Click on image for full view.

So thank you PACA and Davey, for making my life so much easier by constantly and predictably following a course of action that shore up my claims. Top Tip David, when trying to anonymise a document, make sure you put a marker pen through the bit that says "The top forensic paediatric pathologist in the UK" and a Top Tip to Rupert, when writing about me in the BMJ, wouldn't it be prudent, if not necessary to declare a conflict of interest ... Oh sorry, that would require a degree of integrity and honesty!!!

And now the end is near .... as the song goes

Bring it on, because I dropped all my evidence in the laps of some very influential media people and they loved it, so much so that they, based on the EVIDENCE, not "vexatious complaints", have decided to not only blow this, but to do it in such a way as to make sure it can't happen again - There's going to be a little wait, but hey that's what you have to do to ensure that the T's are crossed and the i's dotted. Something the so called "experts" need to learn.

This time there is no rock to hide under, this time the public get to know what really goes on in our so called criminal justice system!

Michael Burridge unsafe conviction, along with many more Meadow is going to look like the tooth fairy by the time this is over.

On the subject of Burridge, 98 Centile for Rees's head, his brain so watery that it attracted comment from all the experts, uhhhhhhm, oooh let's see shall we, couldn't have been hydrocephalus could it????? You know, that condition that can cause the triad ............

Remember I only post some of the evidence .... the rest, well that's gone where I should have taken it months ago.
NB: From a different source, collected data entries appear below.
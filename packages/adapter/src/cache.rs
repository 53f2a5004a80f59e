//! The tree lives in an external key-value cache; the client holds a signed key.

use std::collections::HashMap;
use std::sync::{Arc, Mutex};
use std::time::{Duration, Instant};

use reducible_state::{AdapterError, Envelope, RequestContext, StateAdapter};

use crate::session::{random_key, KeyRef};
use crate::verifier::Verifier;

/// Request parameter carrying the key-reference token.
pub const CACHE_STATE_PARAM: &str = "vcr_state_key";

/// Default lifetime of a cached envelope.
pub const DEFAULT_TTL: Duration = Duration::from_secs(900);

/// Default key namespace.
pub const DEFAULT_NAMESPACE: &str = "vcr";

/// A string key-value store with optional expiry, such as Redis.
pub trait KeyValueCache: Send + Sync {
    fn get(&self, key: &str) -> Result<Option<String>, AdapterError>;

    /// Store `value`. `None` means it never expires.
    fn set(&self, key: &str, value: String, ttl: Option<Duration>) -> Result<(), AdapterError>;
}

impl<T: KeyValueCache + ?Sized> KeyValueCache for Arc<T> {
    fn get(&self, key: &str) -> Result<Option<String>, AdapterError> {
        self.as_ref().get(key)
    }

    fn set(&self, key: &str, value: String, ttl: Option<Duration>) -> Result<(), AdapterError> {
        self.as_ref().set(key, value, ttl)
    }
}

struct Entry {
    value: String,
    expires_at: Option<Instant>,
}

impl Entry {
    fn is_live(&self, now: Instant) -> bool {
        self.expires_at.map_or(true, |at| now < at)
    }
}

/// Process-local cache honoring TTLs.
///
/// Expired entries are dropped lazily on read and by [`InMemoryCache::purge_expired`].
#[derive(Default)]
pub struct InMemoryCache {
    entries: Mutex<HashMap<String, Entry>>,
}

impl InMemoryCache {
    pub fn new() -> Self {
        Self::default()
    }

    fn lock(&self) -> Result<std::sync::MutexGuard<'_, HashMap<String, Entry>>, AdapterError> {
        self.entries
            .lock()
            .map_err(|_| AdapterError::Backend("cache lock poisoned".to_string()))
    }

    /// Number of stored entries, live or not yet purged.
    pub fn len(&self) -> Result<usize, AdapterError> {
        Ok(self.lock()?.len())
    }

    pub fn is_empty(&self) -> Result<bool, AdapterError> {
        Ok(self.lock()?.is_empty())
    }

    /// Drop every expired entry.
    pub fn purge_expired(&self) -> Result<usize, AdapterError> {
        let now = Instant::now();
        let mut entries = self.lock()?;
        let before = entries.len();
        entries.retain(|_, entry| entry.is_live(now));
        Ok(before - entries.len())
    }
}

impl KeyValueCache for InMemoryCache {
    fn get(&self, key: &str) -> Result<Option<String>, AdapterError> {
        let now = Instant::now();
        let mut entries = self.lock()?;
        match entries.get(key) {
            Some(entry) if entry.is_live(now) => Ok(Some(entry.value.clone())),
            Some(_) => {
                entries.remove(key);
                Ok(None)
            }
            None => Ok(None),
        }
    }

    fn set(&self, key: &str, value: String, ttl: Option<Duration>) -> Result<(), AdapterError> {
        // A TTL past the clock's range never expires.
        let expires_at = ttl.and_then(|ttl| Instant::now().checked_add(ttl));
        self.lock()?
            .insert(key.to_string(), Entry { value, expires_at });
        Ok(())
    }
}

/// Stores envelope JSON in a [`KeyValueCache`] under `"{namespace}:{key}"`.
#[derive(Clone)]
pub struct CacheAdapter {
    verifier: Verifier,
    cache: Arc<dyn KeyValueCache>,
    ttl: Option<Duration>,
    namespace: String,
}

impl CacheAdapter {
    pub fn new(verifier: Verifier, cache: Arc<dyn KeyValueCache>) -> Self {
        Self {
            verifier,
            cache,
            ttl: Some(DEFAULT_TTL),
            namespace: DEFAULT_NAMESPACE.to_string(),
        }
    }

    /// `None` stores entries without expiry.
    #[must_use]
    pub fn with_ttl(mut self, ttl: Option<Duration>) -> Self {
        self.ttl = ttl;
        self
    }

    #[must_use]
    pub fn with_namespace(mut self, namespace: impl Into<String>) -> Self {
        self.namespace = namespace.into();
        self
    }

    pub fn ttl(&self) -> Option<Duration> {
        self.ttl
    }

    fn cache_key(&self, key: &str) -> String {
        format!("{}:{}", self.namespace, key)
    }
}

impl std::fmt::Debug for CacheAdapter {
    fn fmt(&self, f: &mut std::fmt::Formatter<'_>) -> std::fmt::Result {
        f.debug_struct("CacheAdapter")
            .field("ttl", &self.ttl)
            .field("namespace", &self.namespace)
            .finish_non_exhaustive()
    }
}

impl StateAdapter for CacheAdapter {
    fn state_param(&self) -> &str {
        CACHE_STATE_PARAM
    }

    fn dump(&self, envelope: &Envelope, _request: &mut RequestContext) -> Result<String, AdapterError> {
        let key = random_key();
        let json = envelope
            .to_json()
            .map_err(|e| AdapterError::Encode(e.to_string()))?;
        self.cache.set(&self.cache_key(&key), json, self.ttl)?;
        tracing::debug!(path = %envelope.path, key = %key, ttl = ?self.ttl, "stored state in cache");
        self.verifier.generate(&KeyRef { k: key })
    }

    fn load(&self, request: &RequestContext) -> Result<Envelope, AdapterError> {
        let KeyRef { k } = self.verifier.verify(request.require_param(CACHE_STATE_PARAM)?)?;
        let raw = self
            .cache
            .get(&self.cache_key(&k))?
            .ok_or(AdapterError::MissingEntry(k))?;
        Envelope::from_json(&raw).map_err(|e| AdapterError::Decode(e.to_string()))
    }
}
//! Incremental search over a fixed word list.

use reducible_runtime::{Component, ReducerOutcome};
use reducible_state::{Message, Schema, Value};
use serde::{Deserialize, Serialize};

pub const ITEMS: &[&str] = &[
    "Adapter",
    "Component",
    "Counter",
    "Dispatch",
    "Envelope",
    "Helpers",
    "Message",
    "Reducer",
    "Registry",
    "Runtime",
    "State",
    "ViewComponent",
];

#[derive(Clone, Debug, PartialEq, Serialize, Deserialize)]
pub struct SearchState {
    pub query: String,
    pub results: Vec<String>,
}

fn all_items() -> Vec<String> {
    ITEMS.iter().map(|item| item.to_string()).collect()
}

/// Case-insensitive substring match. An empty query matches everything.
pub fn filter_items(query: &str) -> Vec<String> {
    let needle = query.to_lowercase();
    ITEMS
        .iter()
        .filter(|item| item.to_lowercase().contains(&needle))
        .map(|item| item.to_string())
        .collect()
}

pub struct Search;

impl Component for Search {
    const ID: &'static str = "IncrementalSearch";
    type State = SearchState;

    fn schema() -> Schema {
        Schema::builder()
            .field("query", "")
            .computed("results", || Value::from(ITEMS.to_vec()))
            .build()
    }

    fn reduce(&self, _state: SearchState, msg: &Message) -> ReducerOutcome<SearchState> {
        match msg.kind() {
            "set_query" => {
                let query = match msg.payload_field("query") {
                    Some(Value::String(s)) => s.clone(),
                    Some(Value::Null) | None => String::new(),
                    Some(other) => other.to_string(),
                };
                ReducerOutcome::state(SearchState {
                    results: filter_items(&query),
                    query,
                })
            }
            "reset" => ReducerOutcome::state(SearchState {
                query: String::new(),
                results: all_items(),
            }),
            _ => ReducerOutcome::unhandled(),
        }
    }
}

#[cfg(test)]
mod tests {
    use super::*;

    #[test]
    fn filter_is_case_insensitive() {
        assert_eq!(filter_items("RE"), vec!["Reducer", "Registry"]);
        assert_eq!(filter_items("count"), vec!["Counter"]);
        assert_eq!(filter_items("").len(), ITEMS.len());
        assert!(filter_items("zzz").is_empty());
    }

    #[test]
    fn default_results_are_every_item() {
        let defaults = Search::schema().defaults();
        assert_eq!(defaults.get("results"), Some(&Value::from(ITEMS.to_vec())));
        assert_eq!(defaults.get("query"), Some(&Value::from("")));
    }
}
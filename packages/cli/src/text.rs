//! Plain-text rendering of a state tree.

use reducible_runtime::{RenderError, Renderer};
use reducible_state::Envelope;

/// Renders each node as `component path` followed by its fields, children
/// indented below their parent.
#[derive(Clone, Copy, Debug, Default)]
pub struct TextRenderer;

impl TextRenderer {
    fn render_node(&self, envelope: &Envelope, depth: usize, out: &mut String) {
        let indent = "  ".repeat(depth);
        out.push_str(&format!("{indent}{} ({})\n", envelope.component_id, envelope.path));
        for (key, value) in &envelope.data {
            out.push_str(&format!("{indent}  {key} = {value}\n"));
        }
        for child in envelope.children.values() {
            self.render_node(child, depth + 1, out);
        }
    }
}

impl Renderer for TextRenderer {
    fn render(&self, _component_id: &str, envelope: &Envelope) -> Result<String, RenderError> {
        let mut out = String::new();
        self.render_node(envelope, 0, &mut out);
        Ok(out)
    }
}

#[cfg(test)]
mod tests {
    use super::*;
    use crate::demos::dashboard::Dashboard;

    #[test]
    fn renders_nested_tree() {
        let text = TextRenderer.render("Dashboard", &Dashboard::tree("root")).unwrap();
        let lines: Vec<&str> = text.lines().collect();
        assert_eq!(lines[0], "Dashboard (root)");
        assert_eq!(lines[1], "  title = \"Dashboard\"");
        assert_eq!(lines[2], "  Counter (root/counter)");
        assert_eq!(lines[3], "    count = 0");
    }
}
R-V-Burridge The myths vs the facts Rupert Risdon

29. We turn to the post mortem findings and to Professor Anthony Risdon who spent much of his career as a senior Paediatric Pathologist at Great Ormond Street, with a particular interest in sudden death in infants in their first year of life. Since his retirement from the NHS in 2004, he has practised as a forensic pathologist and, in that capacity, on 5 October 2006, conducted a post mortem examination on the body of Rees Burridge .
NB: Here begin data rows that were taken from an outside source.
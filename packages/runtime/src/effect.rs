//! Effects: deferred work that may produce one follow-up message.
//!
//! Reducers stay pure. Anything that touches the outside world (clocks,
//! lookups, logging) is returned as an [`Effect`] and run by the runtime
//! after the reduction, with a restricted view: the [`EffectContext`] and
//! the node being reduced.

use std::any::{Any, TypeId};
use std::collections::BTreeMap;
use std::fmt;
use std::sync::Arc;

use chrono::{DateTime, Utc};
use reducible_state::{Envelope, Message};
use thiserror::Error;

/// Failure reported by a deferred effect.
#[derive(Debug, Error)]
#[error("{message}")]
pub struct EffectError {
    message: String,
}

impl EffectError {
    pub fn new(message: impl Into<String>) -> Self {
        Self {
            message: message.into(),
        }
    }
}

/// Signature of a deferred effect.
pub type DeferredFn =
    Box<dyn Fn(&EffectContext, &Envelope) -> Result<Option<Message>, EffectError> + Send + Sync>;

/// A unit of deferred work returned by a reducer.
pub enum Effect {
    /// A precomputed follow-up message.
    Emit(Message),
    /// A computation run after the reduction. It yields a message, nothing,
    /// or an error; an error aborts the dispatch.
    Deferred(DeferredFn),
}

impl Effect {
    pub fn emit(message: Message) -> Self {
        Effect::Emit(message)
    }

    pub fn deferred<F>(f: F) -> Self
    where
        F: Fn(&EffectContext, &Envelope) -> Result<Option<Message>, EffectError>
            + Send
            + Sync
            + 'static,
    {
        Effect::Deferred(Box::new(f))
    }

    /// Run the effect against the node that returned it.
    pub fn invoke(&self, ctx: &EffectContext, node: &Envelope) -> Result<Option<Message>, EffectError> {
        match self {
            Effect::Emit(message) => Ok(Some(message.clone())),
            Effect::Deferred(f) => f(ctx, node),
        }
    }
}

impl fmt::Debug for Effect {
    fn fmt(&self, f: &mut fmt::Formatter<'_>) -> fmt::Result {
        match self {
            Effect::Emit(message) => f.debug_tuple("Emit").field(message).finish(),
            Effect::Deferred(_) => f.write_str("Deferred(..)"),
        }
    }
}

/// Source of wall-clock time for effects.
pub trait Clock: Send + Sync {
    fn now(&self) -> DateTime<Utc>;
}

/// The system clock.
#[derive(Debug, Clone, Copy, Default)]
pub struct SystemClock;

impl Clock for SystemClock {
    fn now(&self) -> DateTime<Utc> {
        Utc::now()
    }
}

/// A clock frozen at one instant.
#[derive(Debug, Clone, Copy)]
pub struct FixedClock(pub DateTime<Utc>);

impl Clock for FixedClock {
    fn now(&self) -> DateTime<Utc> {
        self.0
    }
}

/// Ambient capabilities handed to effects.
///
/// The runtime passes it through untouched. It carries a clock, string
/// request metadata, and arbitrary typed extensions supplied by the caller.
pub struct EffectContext {
    clock: Arc<dyn Clock>,
    metadata: BTreeMap<String, String>,
    extensions: BTreeMap<TypeId, Box<dyn Any + Send + Sync>>,
}

impl EffectContext {
    pub fn new() -> Self {
        Self {
            clock: Arc::new(SystemClock),
            metadata: BTreeMap::new(),
            extensions: BTreeMap::new(),
        }
    }

    #[must_use]
    pub fn with_clock(mut self, clock: impl Clock + 'static) -> Self {
        self.clock = Arc::new(clock);
        self
    }

    #[must_use]
    pub fn with_metadata(mut self, key: impl Into<String>, value: impl Into<String>) -> Self {
        self.metadata.insert(key.into(), value.into());
        self
    }

    pub fn now(&self) -> DateTime<Utc> {
        self.clock.now()
    }

    pub fn metadata(&self, key: &str) -> Option<&str> {
        self.metadata.get(key).map(String::as_str)
    }

    /// Store a typed extension, replacing any previous value of that type.
    pub fn insert<T: Any + Send + Sync>(&mut self, value: T) {
        self.extensions.insert(TypeId::of::<T>(), Box::new(value));
    }

    pub fn get<T: Any + Send + Sync>(&self) -> Option<&T> {
        self.extensions
            .get(&TypeId::of::<T>())
            .and_then(|boxed| boxed.downcast_ref::<T>())
    }
}

impl Default for EffectContext {
    fn default() -> Self {
        Self::new()
    }
}

impl fmt::Debug for EffectContext {
    fn fmt(&self, f: &mut fmt::Formatter<'_>) -> fmt::Result {
        f.debug_struct("EffectContext")
            .field("metadata", &self.metadata)
            .field("extensions", &self.extensions.len())
            .finish()
    }
}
Yes well that's what the Judges believed and based their findings on .......

Time to turn it up now ... 

R-V-Burridge The myths vs the facts

Further, the combination of the recent subdural haemorrhage at different separate sites, together with hypoxic ischaemic brain injury, was (according to Dr Stoodley) most likely due to an episode of head trauma. As to timing, the acute blood could not date back to the time of Rees's delivery nor, given its appearance, was it likely to be related to his birth and he had, in any event, been delivered by caesarean section and so had not undergone the pressures of a vaginal delivery. The appearances meant that it was possible, although very unlikely, that the relevant event was severe accidental head trauma, but, again, there was no such history in Rees's case.
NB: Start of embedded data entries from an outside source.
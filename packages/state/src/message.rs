//! Messages addressed to nodes of a state tree.
//!
//! Message kinds arrive as arbitrary client strings (`"ClickedSave"`,
//! `"clicked-save"`, ...) and are normalized to one canonical identifier so
//! reducers can match on a stable value.

use std::collections::BTreeMap;

use serde::{Deserialize, Serialize};

use crate::convert::json_to_value;
use crate::error::{Result, StateError};
use crate::value::Value;

/// Form field carrying the message kind.
pub const MSG_TYPE_PARAM: &str = "vcr_msg_type";
/// Form field carrying the JSON payload.
pub const MSG_PAYLOAD_PARAM: &str = "vcr_msg_payload";
/// Form field carrying the addressed node path.
pub const TARGET_PATH_PARAM: &str = "vcr_target_path";

/// Canonicalize a message kind.
///
/// Camel-case boundaries and runs of non-alphanumeric characters become a
/// single `_`, the result is lowercased and stripped of leading or trailing
/// separators.
///
/// ```rust
/// use reducible_state::normalize_kind;
///
/// assert_eq!(normalize_kind("ClickedSave"), "clicked_save");
/// assert_eq!(normalize_kind("clicked_save"), "clicked_save");
/// assert_eq!(normalize_kind("reset-logged"), "reset_logged");
/// ```
pub fn normalize_kind(raw: &str) -> String {
    let chars: Vec<char> = raw.chars().collect();
    let mut out = String::with_capacity(raw.len() + 4);

    let push_separator = |out: &mut String| {
        if !out.is_empty() && !out.ends_with('_') {
            out.push('_');
        }
    };

    for (i, &c) in chars.iter().enumerate() {
        if !c.is_alphanumeric() {
            push_separator(&mut out);
            continue;
        }

        if c.is_uppercase() && i > 0 {
            let prev = chars[i - 1];
            let next_is_lower = chars.get(i + 1).is_some_and(|n| n.is_lowercase());
            // "clickedSave", "step2Done", and the "S" in "HTTPServer"
            if prev.is_lowercase() || prev.is_numeric() || (prev.is_uppercase() && next_is_lower) {
                push_separator(&mut out);
            }
        }
        out.extend(c.to_lowercase());
    }

    while out.ends_with('_') {
        out.pop();
    }
    out
}

/// A typed event with a normalized kind and an arbitrary payload.
///
/// The payload is never `Null`: an absent payload is the empty map.
/// Deserialization goes through [`Message::new`] as well.
#[derive(Clone, Debug, PartialEq, Serialize, Deserialize)]
#[serde(from = "RawMessage")]
pub struct Message {
    #[serde(rename = "type")]
    kind: String,
    payload: Value,
}

#[derive(Deserialize)]
struct RawMessage {
    #[serde(rename = "type")]
    kind: String,
    #[serde(default)]
    payload: Value,
}

impl From<RawMessage> for Message {
    fn from(raw: RawMessage) -> Self {
        Message::new(&raw.kind, raw.payload)
    }
}

impl Message {
    /// Create a message, normalizing its kind and payload.
    pub fn new(kind: &str, payload: impl Into<Value>) -> Self {
        let payload = match payload.into() {
            Value::Null => Value::map(),
            other => other,
        };
        Self {
            kind: normalize_kind(kind),
            payload,
        }
    }

    /// A message with the empty payload.
    pub fn bare(kind: &str) -> Self {
        Self::new(kind, Value::map())
    }

    /// Decode a message from its wire form.
    ///
    /// An absent or blank payload yields the empty payload. A payload that
    /// is present but not valid JSON is a `MalformedMessage`.
    pub fn from_wire(kind: &str, payload: Option<&str>) -> Result<Self> {
        if normalize_kind(kind).is_empty() {
            return Err(StateError::malformed(kind, "message kind is empty"));
        }

        let payload = match payload.map(str::trim) {
            None | Some("") => Value::map(),
            Some(raw) => {
                let json: serde_json::Value = serde_json::from_str(raw)
                    .map_err(|e| StateError::malformed(kind, e.to_string()))?;
                json_to_value(json)
            }
        };

        Ok(Self::new(kind, payload))
    }

    pub fn kind(&self) -> &str {
        &self.kind
    }

    pub fn payload(&self) -> &Value {
        &self.payload
    }

    /// Whether this message has the given kind, compared after normalization.
    pub fn is(&self, kind: &str) -> bool {
        self.kind == normalize_kind(kind)
    }

    /// Look up a top-level payload field.
    pub fn payload_field(&self, name: &str) -> Option<&Value> {
        self.payload.get(name)
    }

    pub fn into_parts(self) -> (String, Value) {
        (self.kind, self.payload)
    }
}

/// The raw form fields of a client submission.
#[derive(Clone, Debug, Default, PartialEq, Eq)]
pub struct WireMessage {
    pub msg_type: String,
    pub msg_payload: Option<String>,
    pub target_path: Option<String>,
}

impl WireMessage {
    /// Extract the message fields from request parameters.
    pub fn from_params(params: &BTreeMap<String, String>) -> Result<Self> {
        let msg_type = params
            .get(MSG_TYPE_PARAM)
            .cloned()
            .ok_or_else(|| StateError::malformed("", format!("missing '{}'", MSG_TYPE_PARAM)))?;

        Ok(Self {
            msg_type,
            msg_payload: params.get(MSG_PAYLOAD_PARAM).cloned(),
            target_path: params
                .get(TARGET_PATH_PARAM)
                .filter(|p| !p.is_empty())
                .cloned(),
        })
    }

    /// Decode into a [`Message`].
    pub fn decode(&self) -> Result<Message> {
        Message::from_wire(&self.msg_type, self.msg_payload.as_deref())
    }
}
http://medicalmisdiagnosisresearch.wordpress.com/2010/03/28/intracranial-hemorrhage-from-normal-birth/

Although most of the asymptomatic SDHs seen at MR imaging and US were in neonates delivered vaginally, 18% (4 of 22) of our neonates delivered by cesareanbirth also had SDH. Most infants with SDH delivered by cesarean birth (75%) had a trial of labor with oxytocin administration before the cesarean delivery. Thissupports the proposal that SDH may be related to labor. Presumably, the neonate experienced labor during oxytocin administration before the decision for cesareandelivery.

CONCLUSION

SDH is a common result of parturition and may be seen after vaginal and cesarean delivery. MR imaging is more sensitive than US for the detection of SDH. The hemorrhages seen in asymptomatic term neonates are limited in size and location. SDH after 1 month of age is unlikely to be birth-related.